TASK DIRECTIONS: Please retype the material beneath this task exactly, starting with its first line and finishing with the line containing "pub fn new(kind: EncodeErrorKind, message: String)".

*** SOURCE MATERIAL ***

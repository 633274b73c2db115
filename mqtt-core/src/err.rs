use std::{error::Error, fmt::Display};

#[derive(Debug, Clone)]
pub struct EncodeError {
    kind: EncodeErrorKind,
    message: String,
}

impl EncodeError {
    pub fn new(kind: EncodeErrorKind, message: String) -> Self {
        return Self { kind, message };
    }

    pub fn kind(&self) -> EncodeErrorKind {
        return self.kind;
    }
}

impl Error for EncodeError {}

impl Display for EncodeError {
    fn fmt(&self, f: &mut std::fmt::Formatter<'_>) -> std::fmt::Result {
        write!(f, "{:?}: {}", self.kind, self.message)
    }
}

#[derive(Clone, Debug, Copy, PartialEq)]
pub enum EncodeErrorKind {
    OversizedPayload,
}

#[derive(Debug, Clone)]
pub struct DecodeError {
    kind: DecodeErrorKind,
    message: String,
}

impl Error for DecodeError {}

impl Display for DecodeError {
    fn fmt(&self, f: &mut std::fmt::Formatter<'_>) -> std::fmt::Result {
        write!(f, "{:?}: {}", self.kind, self.message)
    }
}

impl DecodeError {
    pub fn new(kind: DecodeErrorKind, message: String) -> Self {
        return Self { kind, message };
    }

    pub fn kind(&self) -> DecodeErrorKind {
        return self.kind;
    }
}

/// EOF is distinguished from the other parse failures: it means the transport
/// closed (or timed out) mid-frame rather than the bytes being malformed.
#[derive(Clone, Copy, Debug, PartialEq)]
pub enum DecodeErrorKind {
    Eof,
    FlagBits,
    PacketType,
    WillQoS,
    Will,
    QoS,
    Utf8ParseError,
    MalformedLength,
    MalformedTopicFilter,
    MalformedTopicName,
    UsernamePassword,
    InvalidProtocol,
    InvalidReturnCode,
    ImproperDisconnect,
    ProtocolError,
}

/// Error surface for the session engine. Wraps the lower codec errors plus
/// the IO and protocol failures that only make sense once a transport is involved.
pub mod client {
    use std::fmt::{self, Display};

    use super::{DecodeError, EncodeError};

    #[derive(Debug)]
    pub enum ErrorKind {
        Io(std::io::Error),
        Eof,
        ProtocolViolation,
        ConnectRejected(crate::ConnectReturnCode),
        ConnectTimeout,
        Decode,
        Encode,
    }

    impl Display for ErrorKind {
        fn fmt(&self, f: &mut fmt::Formatter<'_>) -> fmt::Result {
            write!(f, "{:?}", self)
        }
    }

    #[derive(Debug)]
    pub struct ClientError {
        kind: ErrorKind,
        message: String,
    }

    impl ClientError {
        pub fn new(kind: ErrorKind, message: String) -> Self {
            return Self { kind, message };
        }

        pub fn kind(&self) -> &ErrorKind {
            return &self.kind;
        }
    }

    impl std::error::Error for ClientError {}

    impl Display for ClientError {
        fn fmt(&self, f: &mut fmt::Formatter<'_>) -> fmt::Result {
            write!(f, "{}. {}", self.kind, self.message)
        }
    }

    impl From<DecodeError> for ClientError {
        fn from(value: DecodeError) -> Self {
            if value.kind() == super::DecodeErrorKind::Eof {
                return Self {
                    kind: ErrorKind::Eof,
                    message: String::new(),
                };
            }
            return Self {
                kind: ErrorKind::Decode,
                message: value.to_string(),
            };
        }
    }

    impl From<EncodeError> for ClientError {
        fn from(value: EncodeError) -> Self {
            return Self {
                kind: ErrorKind::Encode,
                message: value.to_string(),
            };
        }
    }

    impl From<std::io::Error> for ClientError {
        fn from(value: std::io::Error) -> Self {
            return Self {
                kind: ErrorKind::Io(value),
                message: String::new(),
            };
        }
    }
}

*** End of SOURCE MATERIAL ***

SOLUTION TO THIS PROBLEM:
repository 633274b73c2db115
filename mqtt-core/src/err.rs
use std::{error::Error, fmt::Display};

#[derive(Debug, Clone)]
pub struct EncodeError {
    kind: EncodeErrorKind,
    message: String,
}

impl EncodeError {
    pub fn new(kind: EncodeErrorKind, message: String) -> Self {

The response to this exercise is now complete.